I think it’s a couple things. There are other players out there but the reason we were able to do it mainly had to do with our digital presence. In a former life and former business I spent a lot of time doing SEO and search engine marketing. I just did a lot of that marketing in conjunction with creating our own videos about tutorials that we did to show other people how to do it. I’m a little bit of everywhere on the web. I blog about brain performance and entrepreneurship, so I had a little buzz out there about who I am. So people knew me.  And at the end of the day, people check prices and then call us. 
Why the fascination with neuroscience?
That came about after the military. I started realizing the days I felt good I was more productive, and other days I felt like my brain wasn’t working. I tried to understand the science behind it. In Baghdad, I did raid and capture missions with intelligence agencies, worked in small elite specialty groups on high priority, high risk operations, as well as your everyday sector patrols.. so needless to say, my brain became inoculated to fear and crazy, stressful situations. I wasn’t afraid to take entrepreneurial risks because those risks couldn’t compare to anything I experienced in the military.
So your brain is pretty important to the company?
I think what has made this company succeed probably above all else is not my time in the Army, or the opportunity to be an iOS device repair company, not the fact that a lot of people break devices. It’s me being a founder that understands if I want to be productive I have to perform really well in my brain and have to eat the right things. It’s really my focus on brain performance and improving productivity that makes company do what it’s doing. 
Did you take advantage of any local resources to help grow the business?
(Bethlehem coworking space) SoBeCoWorks was massively important. In times where I didn’t have an office and was sort of moving back and forth doing it at home and trying to get a repair center running, I worked from SoBeCoWorks and (owner) Santiago (Rivera) was really cooperative in helping me have a place to stay. I paid a membership fee but he let me slide on a lot of stuff. 
Do you have any advice for entrepreneurs?
What makes companies succeed, at least in my experience, is founders being able to go, ‘OK, what do we need to do?’ It’s the identification of key impacts, and then ‘Let’s do it today.’ Would you want to hit a home run or just hit singles or foul balls? Always look for what is a home run. 
How do you keep up with increasingly rapid changes in technology?
As new devices come out, we learn about them. We recently started fixing water damage on the iPhone 5. As more people get iPad minis, people are breaking them. We’re probably one of three companies in the country that are fixing iPad Minis right now. (Apple) basically made it so when you have to replace the screen you have to solder two major parts together to get the screen back on. It’s not something you have to do with other iOS devices. We have a technician who can do that. We’ve been able to win the iPad Mini repair race, so much so that people stay on our site and click through to buy repairs. If you type in ‘iPad Mini repair’ in Google, we show up first.

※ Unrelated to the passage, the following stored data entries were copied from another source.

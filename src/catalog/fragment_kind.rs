/// Fragment kind definitions
///
/// Every page fragment a species profile can be assembled from is named by a
/// closed (group, slot) pair. The catalog below is the only list of kinds in
/// the crate; the fallback expectation, the fetch plan and the diagnostic keys
/// are all derived from it.
use std::fmt;

/// A top-level section of a species profile
#[derive(Debug, Clone, Copy, PartialEq, Eq, PartialOrd, Ord, Hash)]
pub enum SectionGroup {
    Nomenclature,
    Description,
    Ecology,
    HumanUses,
    Conservation,
}

impl SectionGroup {
    /// Name of the group as used in output records and ledger keys
    pub fn as_str(&self) -> &'static str {
        match self {
            Self::Nomenclature => "nomenclature",
            Self::Description => "description",
            Self::Ecology => "ecology",
            Self::HumanUses => "human_uses",
            Self::Conservation => "conservation",
        }
    }

    /// Returns all section groups
    pub fn all() -> [Self; 5] {
        [
            Self::Nomenclature,
            Self::Description,
            Self::Ecology,
            Self::HumanUses,
            Self::Conservation,
        ]
    }
}

impl fmt::Display for SectionGroup {
    fn fmt(&self, f: &mut fmt::Formatter<'_>) -> fmt::Result {
        f.write_str(self.as_str())
    }
}

/// One independently fetched contribution to a species profile
#[derive(Debug, Clone, Copy, PartialEq, Eq, PartialOrd, Ord, Hash)]
pub enum FragmentKind {
    // ===== Nomenclature =====
    /// The whole nomenclature page (a single fragment)
    Nomenclature,

    // ===== Description =====
    Habit,
    Leaf,
    Flower,
    Fruit,
    Seed,
    StemBark,

    // ===== Ecology =====
    Phenology,
    ReproductionDispersal,
    /// Served by the combined ecology/distribution page
    Distribution,

    // ===== Human uses =====
    Medicinal,
    Culinary,
    Handicrafts,
    Veterinary,
    Others,

    // ===== Conservation =====
    ConservationStatus,
    Reforestation,
}

/// The full static catalog, in fetch order
pub const CATALOG: [FragmentKind; 17] = [
    FragmentKind::Nomenclature,
    FragmentKind::Habit,
    FragmentKind::Leaf,
    FragmentKind::Flower,
    FragmentKind::Fruit,
    FragmentKind::Seed,
    FragmentKind::StemBark,
    FragmentKind::Phenology,
    FragmentKind::ReproductionDispersal,
    FragmentKind::Distribution,
    FragmentKind::Medicinal,
    FragmentKind::Culinary,
    FragmentKind::Handicrafts,
    FragmentKind::Veterinary,
    FragmentKind::Others,
    FragmentKind::ConservationStatus,
    FragmentKind::Reforestation,
];

impl FragmentKind {
    /// Returns every fragment kind in the catalog
    pub fn all() -> &'static [Self] {
        &CATALOG
    }

    /// The section group this fragment contributes to
    pub fn group(&self) -> SectionGroup {
        match self {
            Self::Nomenclature => SectionGroup::Nomenclature,
            Self::Habit
            | Self::Leaf
            | Self::Flower
            | Self::Fruit
            | Self::Seed
            | Self::StemBark => SectionGroup::Description,
            Self::Phenology | Self::ReproductionDispersal | Self::Distribution => {
                SectionGroup::Ecology
            }
            Self::Medicinal
            | Self::Culinary
            | Self::Handicrafts
            | Self::Veterinary
            | Self::Others => SectionGroup::HumanUses,
            Self::ConservationStatus | Self::Reforestation => SectionGroup::Conservation,
        }
    }

    /// The slot name inside the group
    pub fn slot(&self) -> &'static str {
        match self {
            Self::Nomenclature => "_complete",
            Self::Habit => "habit",
            Self::Leaf => "leaf",
            Self::Flower => "flower",
            Self::Fruit => "fruit",
            Self::Seed => "seed",
            Self::StemBark => "stem_bark",
            Self::Phenology => "phenology",
            Self::ReproductionDispersal => "reproduction_dispersal",
            Self::Distribution => "distribution",
            Self::Medicinal => "medicinal",
            Self::Culinary => "culinary",
            Self::Handicrafts => "handicrafts",
            Self::Veterinary => "veterinary",
            Self::Others => "others",
            Self::ConservationStatus => "status",
            Self::Reforestation => "reforestation",
        }
    }

    /// Dotted `group.slot` key used in diagnostics and the status ledger
    pub fn key(&self) -> &'static str {
        match self {
            Self::Nomenclature => "nomenclature._complete",
            Self::Habit => "description.habit",
            Self::Leaf => "description.leaf",
            Self::Flower => "description.flower",
            Self::Fruit => "description.fruit",
            Self::Seed => "description.seed",
            Self::StemBark => "description.stem_bark",
            Self::Phenology => "ecology.phenology",
            Self::ReproductionDispersal => "ecology.reproduction_dispersal",
            Self::Distribution => "ecology.distribution",
            Self::Medicinal => "human_uses.medicinal",
            Self::Culinary => "human_uses.culinary",
            Self::Handicrafts => "human_uses.handicrafts",
            Self::Veterinary => "human_uses.veterinary",
            Self::Others => "human_uses.others",
            Self::ConservationStatus => "conservation.status",
            Self::Reforestation => "conservation.reforestation",
        }
    }

    /// Parses a dotted key back into a fragment kind
    ///
    /// Returns None if the key doesn't name a catalog entry.
    pub fn from_key(key: &str) -> Option<Self> {
        CATALOG.iter().copied().find(|kind| kind.key() == key)
    }

    /// Site-relative path of the page serving this fragment
    pub fn page_path(&self) -> &'static str {
        match self {
            Self::Nomenclature => "contents/nomenclature.php",
            Self::Habit => "contents/description-habit.php",
            Self::Leaf => "contents/description-leaf.php",
            Self::Flower => "contents/description-flower.php",
            Self::Fruit => "contents/description-fruit.php",
            Self::Seed => "contents/description-seed.php",
            Self::StemBark => "contents/description-stem.php",
            Self::Phenology => "contents/phenology.php",
            Self::ReproductionDispersal => "contents/reproduction.php",
            Self::Distribution => "contents/ecology-distribution.php",
            Self::Medicinal => "contents/medicinal.php",
            Self::Culinary => "contents/culinary.php",
            Self::Handicrafts => "contents/handicrafts.php",
            Self::Veterinary => "contents/veterinary.php",
            Self::Others => "contents/others.php",
            Self::ConservationStatus => "contents/status.php",
            Self::Reforestation => "contents/reforestation.php",
        }
    }
}

impl fmt::Display for FragmentKind {
    fn fmt(&self, f: &mut fmt::Formatter<'_>) -> fmt::Result {
        f.write_str(self.key())
    }
}
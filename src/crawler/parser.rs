//! HTML parsing for herbarium pages
//!
//! This module extracts:
//! - Species links from the species listing
//! - Base fields and the section menu from a species index page
//! - Text, HTML and captioned images from content pages
//! - Structured nomenclature and the combined ecology/distribution page

use crate::catalog::FragmentKind;
use crate::crawler::source::Discovery;
use crate::state::{
    BaseFields, BasicInfo, CaptionedImage, CollectionMetadata, EntityId, FragmentContent,
    GpsCoordinates, Nomenclature, SectionContent, SpecimenImages,
};
use scraper::{ElementRef, Html, Selector};
use std::collections::{BTreeMap, BTreeSet, HashSet};
use url::Url;

/// Menu entries on the index page, by menu kind and title
const MENU_ENTRIES: [(&str, &str, FragmentKind); 17] = [
    ("plant_menu", "Nomenclature", FragmentKind::Nomenclature),
    ("plant_sousmenu", "Habit", FragmentKind::Habit),
    ("plant_sousmenu", "Leaf", FragmentKind::Leaf),
    ("plant_sousmenu", "Flower", FragmentKind::Flower),
    ("plant_sousmenu", "Fruit", FragmentKind::Fruit),
    ("plant_sousmenu", "Seed", FragmentKind::Seed),
    ("plant_sousmenu", "Stem", FragmentKind::StemBark),
    ("plant_menu", "Phenology", FragmentKind::Phenology),
    ("plant_menu", "Reproduction", FragmentKind::ReproductionDispersal),
    ("plant_menu", "Ecology", FragmentKind::Distribution),
    ("plant_sousmenu", "Medicinal", FragmentKind::Medicinal),
    ("plant_sousmenu", "Culinary", FragmentKind::Culinary),
    ("plant_sousmenu", "Handicrafts", FragmentKind::Handicrafts),
    ("plant_sousmenu", "Veterinary", FragmentKind::Veterinary),
    ("plant_sousmenu", "Others", FragmentKind::Others),
    ("plant_menu", "Conservation status", FragmentKind::ConservationStatus),
    ("plant_menu", "Reforestation", FragmentKind::Reforestation),
];

fn selector(css: &str) -> Option<Selector> {
    Selector::parse(css).ok()
}

/// Text of the first element matching `css`, trimmed; None if absent or blank
fn select_text(root: ElementRef<'_>, css: &str) -> Option<String> {
    let selector = selector(css)?;
    root.select(&selector)
        .next()
        .map(|element| element.text().collect::<String>())
        .and_then(non_empty)
}

/// Direct child text of an element, ignoring nested elements
fn own_text(element: ElementRef<'_>) -> Option<String> {
    let text: Vec<&str> = element
        .children()
        .filter_map(|node| node.value().as_text())
        .map(|text| text.trim())
        .filter(|text| !text.is_empty())
        .collect();
    non_empty(text.join(" "))
}

fn select_attr(root: ElementRef<'_>, css: &str, attr: &str) -> Option<String> {
    let selector = selector(css)?;
    root.select(&selector)
        .find_map(|element| element.value().attr(attr))
        .map(|value| value.trim().to_string())
        .filter(|value| !value.is_empty())
}

fn non_empty(text: String) -> Option<String> {
    let trimmed = text.trim();
    if trimmed.is_empty() {
        None
    } else {
        Some(trimmed.to_string())
    }
}

/// Text fragments of an element, trimmed and skipping blanks
fn text_parts(element: ElementRef<'_>) -> Vec<String> {
    element
        .text()
        .map(str::trim)
        .filter(|text| !text.is_empty())
        .map(String::from)
        .collect()
}

/// Text nodes under `element` whose parent is not a `<span>` label
fn text_outside_spans(element: ElementRef<'_>) -> Vec<String> {
    element
        .descendants()
        .filter_map(|node| {
            let text = node.value().as_text()?;
            let in_span = node
                .parent()
                .and_then(|parent| parent.value().as_element().map(|e| e.name() == "span"))
                .unwrap_or(false);
            if in_span {
                return None;
            }
            let trimmed = text.trim();
            (!trimmed.is_empty()).then(|| trimmed.to_string())
        })
        .collect()
}

/// First following sibling element with the given id
fn next_sibling_with_id<'a>(element: ElementRef<'a>, id: &str) -> Option<ElementRef<'a>> {
    element
        .next_siblings()
        .filter_map(ElementRef::wrap)
        .find(|sibling| sibling.value().id() == Some(id))
}

/// Extracts the species ids linked from the species listing, in document order
///
/// Only `herbarium.php?id=N` links count; duplicates are dropped.
pub fn parse_species_links(html: &str, base_url: &Url) -> Vec<EntityId> {
    let document = Html::parse_document(html);
    let Some(a_selector) = selector("a[href]") else {
        return Vec::new();
    };

    let mut seen = HashSet::new();
    let mut ids = Vec::new();

    for element in document.select(&a_selector) {
        let Some(href) = element.value().attr("href") else {
            continue;
        };
        let Ok(url) = base_url.join(href.trim()) else {
            continue;
        };
        if !url.path().ends_with("herbarium.php") {
            continue;
        }

        let id = url
            .query_pairs()
            .find(|(key, _)| key == "id")
            .map(|(_, value)| value.trim().to_string())
            .filter(|value| !value.is_empty() && value.chars().all(|c| c.is_ascii_digit()));

        if let Some(id) = id {
            if seen.insert(id.clone()) {
                ids.push(EntityId::new(id));
            }
        }
    }

    ids
}

/// Parses a species index page into base fields and the advertised fragment kinds
pub fn parse_index_page(html: &str, url: &str, scraped_at: String) -> Discovery {
    let document = Html::parse_document(html);
    let root = document.root_element();

    let base = BaseFields {
        url: url.to_string(),
        scraped_at,
        basic_info: parse_basic_info(root),
        images: SpecimenImages {
            main_specimen: select_attr(root, "div#specimen_wrapper div#specimen_img img", "src"),
            dry_herbarium: select_attr(root, "div#dryherbarium-img img", "src"),
        },
        collection_metadata: parse_collection_metadata(root),
    };

    Discovery {
        base,
        available: parse_menu(root),
    }
}

fn parse_basic_info(root: ElementRef<'_>) -> BasicInfo {
    let title = selector("div#specimen_title").and_then(|s| root.select(&s).next());

    BasicInfo {
        scientific_name: title.and_then(own_text),
        authority: select_text(root, "div#specimen_title span.specimen_title2"),
        family: selector("div#specimen_family")
            .and_then(|s| root.select(&s).next())
            .and_then(own_text),
    }
}

fn parse_collection_metadata(root: ElementRef<'_>) -> CollectionMetadata {
    let mut metadata = CollectionMetadata::default();
    let Some(title_selector) = selector("div#notes_title") else {
        return metadata;
    };

    for title in root.select(&title_selector) {
        let label = title.text().collect::<String>();
        let Some(content) = next_sibling_with_id(title, "notes_content") else {
            continue;
        };

        if label.contains("Date of collection") {
            metadata.date = own_text(content);
        } else if label.contains("Collected by") {
            metadata.collected_by = own_text(content);
        } else if label.contains("Locality") {
            metadata.locality = own_text(content);
        } else if label.contains("GPS") {
            metadata.gps_coordinates = select_text(content, "pre")
                .or_else(|| own_text(content))
                .map(|raw| GpsCoordinates::parse(&raw));
        }
    }

    metadata
}

/// Reads the side menu; None if the page has no menu at all
fn parse_menu(root: ElementRef<'_>) -> Option<BTreeSet<FragmentKind>> {
    let any_menu = selector("div#plant_menu, div#plant_sousmenu")?;
    root.select(&any_menu).next()?;

    let mut available = BTreeSet::new();
    for (menu, title, kind) in MENU_ENTRIES {
        // The Ecology entry is never a link when it is the current page
        let css = match kind {
            FragmentKind::Distribution => format!("div#{menu}[title=\"{title}\"]"),
            _ => format!(
                "div#{menu}[title=\"{title}\"] a, div#{menu}[title=\"{title}\"] span.subselected"
            ),
        };

        if let Some(entry) = selector(&css) {
            if root.select(&entry).next().is_some() {
                available.insert(kind);
            }
        }
    }

    Some(available)
}

/// Parses the page serving `kind` into fragment content
pub fn parse_fragment(kind: FragmentKind, html: &str) -> FragmentContent {
    let document = Html::parse_document(html);
    let root = document.root_element();

    match kind {
        FragmentKind::Nomenclature => FragmentContent::Nomenclature(parse_nomenclature(root)),
        FragmentKind::Distribution => FragmentContent::EcologyDistribution {
            ecology: parse_titled_chapter(root, "Ecology"),
            distribution: parse_titled_chapter(root, "Distribution"),
        },
        _ => FragmentContent::Section(parse_content_section(root)),
    }
}

/// Generic content page: `div#plant_txt` plus captioned specimen images
fn parse_content_section(root: ElementRef<'_>) -> SectionContent {
    let text_element = selector("div#plant_txt").and_then(|s| root.select(&s).next());

    let text = selector("div#plant_txt p").and_then(|paragraphs| {
        let parts: Vec<String> = root.select(&paragraphs).flat_map(text_parts).collect();
        non_empty(parts.join(" "))
    });

    SectionContent {
        text,
        text_html: text_element.map(|element| element.html()),
        images: parse_captioned_images(root),
    }
}

fn parse_captioned_images(root: ElementRef<'_>) -> Vec<CaptionedImage> {
    let (Some(img_divs), Some(img)) = (selector("div#specimen_img"), selector("img")) else {
        return Vec::new();
    };

    root.select(&img_divs)
        .filter_map(|div| {
            let url = div
                .select(&img)
                .find_map(|element| element.value().attr("src"))?
                .trim()
                .to_string();
            let caption = next_sibling_with_id(div, "specimen_legend").and_then(own_text);
            Some(CaptionedImage { url, caption })
        })
        .collect()
}

/// One `<span class="titchap">Title :</span>` chapter of the ecology page
fn parse_titled_chapter(root: ElementRef<'_>, title: &str) -> SectionContent {
    let Some(titles) = selector("span.titchap") else {
        return SectionContent::default();
    };
    let Some(heading) = root
        .select(&titles)
        .find(|span| span.text().collect::<String>().contains(title))
    else {
        return SectionContent::default();
    };

    let parts: Vec<String> = heading
        .next_siblings()
        .filter_map(ElementRef::wrap)
        .filter(|sibling| sibling.value().name() == "p")
        .flat_map(text_parts)
        .collect();

    let text_html = heading
        .parent()
        .and_then(ElementRef::wrap)
        .filter(|parent| parent.value().name() == "li")
        .map(|parent| parent.html());

    SectionContent {
        text: non_empty(parts.join(" ")),
        text_html,
        images: Vec::new(),
    }
}

/// Nomenclature page: a list of labelled `<li>` entries
fn parse_nomenclature(root: ElementRef<'_>) -> Nomenclature {
    let Some(items) = selector("li") else {
        return Nomenclature::default();
    };
    let entries: Vec<ElementRef<'_>> = root.select(&items).collect();

    let botanical_name = labelled(&entries, "Botanical name").find_map(|li| select_text(li, "em"));

    let author = labelled(&entries, "Author").find_map(|li| {
        li.children()
            .filter_map(ElementRef::wrap)
            .filter(|child| child.value().name() == "p")
            .find_map(own_text)
    });

    let family = unlabelled_text(&entries, "Family");
    let english_names = unlabelled_text(&entries, "English names");
    let indian_names = unlabelled_text(&entries, "Indian names")
        .map(|text| parse_indian_names(&text))
        .filter(|names| !names.is_empty());

    let synonyms = labelled(&entries, "Synonyms")
        .next()
        .and_then(|li| {
            let italics = selector("p i")?;
            Some(
                li.select(&italics)
                    .filter_map(|i| non_empty(i.text().collect()))
                    .collect::<Vec<_>>(),
            )
        })
        .unwrap_or_default();

    let etymology_paragraph = labelled(&entries, "Etymology")
        .next()
        .and_then(|li| selector("p").and_then(|p| li.select(&p).next()));

    Nomenclature {
        botanical_name,
        author,
        family,
        english_names,
        indian_names,
        synonyms,
        etymology: etymology_paragraph.and_then(|p| non_empty(text_parts(p).join("\n"))),
        etymology_html: etymology_paragraph.map(|p| p.html()),
    }
}

/// List entries whose text mentions `label`
fn labelled<'a, 'b>(
    entries: &'b [ElementRef<'a>],
    label: &'b str,
) -> impl Iterator<Item = ElementRef<'a>> + 'b {
    entries
        .iter()
        .copied()
        .filter(move |li| li.text().any(|text| text.contains(label)))
}

/// Text of the first entry for `label`, minus the label itself
fn unlabelled_text(entries: &[ElementRef<'_>], label: &str) -> Option<String> {
    let li = labelled(entries, label).next()?;
    let parts: Vec<String> = text_outside_spans(li)
        .into_iter()
        .filter(|text| !text.contains(label))
        .collect();
    non_empty(parts.join(" "))
}

/// Splits "Hindi : Peeli kaner Tamil : Arali, ponnarali" into names per language
fn parse_indian_names(text: &str) -> BTreeMap<String, Vec<String>> {
    let segments: Vec<&str> = text.split(':').collect();
    let mut names = BTreeMap::new();
    if segments.len() < 2 {
        return names;
    }

    let mut language = segments[0].split_whitespace().last();

    for (index, segment) in segments.iter().enumerate().skip(1) {
        let mut words: Vec<&str> = segment.split_whitespace().collect();
        let next_language = if index + 1 < segments.len() {
            words.pop()
        } else {
            None
        };

        if let Some(lang) = language.filter(|lang| is_language_name(lang)) {
            let list: Vec<String> = words
                .join(" ")
                .split(',')
                .map(str::trim)
                .filter(|name| !name.is_empty())
                .map(String::from)
                .collect();
            if !list.is_empty() {
                names.insert(lang.to_string(), list);
            }
        }

        language = next_language;
    }

    names
}

fn is_language_name(word: &str) -> bool {
    let mut chars = word.chars();
    match chars.next() {
        Some(first) if first.is_ascii_uppercase() => {
            let rest: Vec<char> = chars.collect();
            !rest.is_empty() && rest.iter().all(|c| c.is_ascii_lowercase())
        }
        _ => false,
    }
}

How do you plan to keep growing the company?
We’re going to be shooting for bigger companies with more devices. Recently we’ve established business with a company called Belly Inc. out of Chicago and their business model has something to do with a loyalty program. They give customers iPads. They have 5,000 devicds out there circulating around. They called us up to get 15 of them fixed and we did the job for them.  They’re also getting between 2,000-5,000 iPad Minis in the next couple years. They’re totally our target. Additionally, there are schools. We did 65 iPads for Delaware Regional School District last month. They would have had to pay a lot of money to Apple if they were going to do it that way. They found us. It’s a clear indication that the business model works – we can profit and they save money.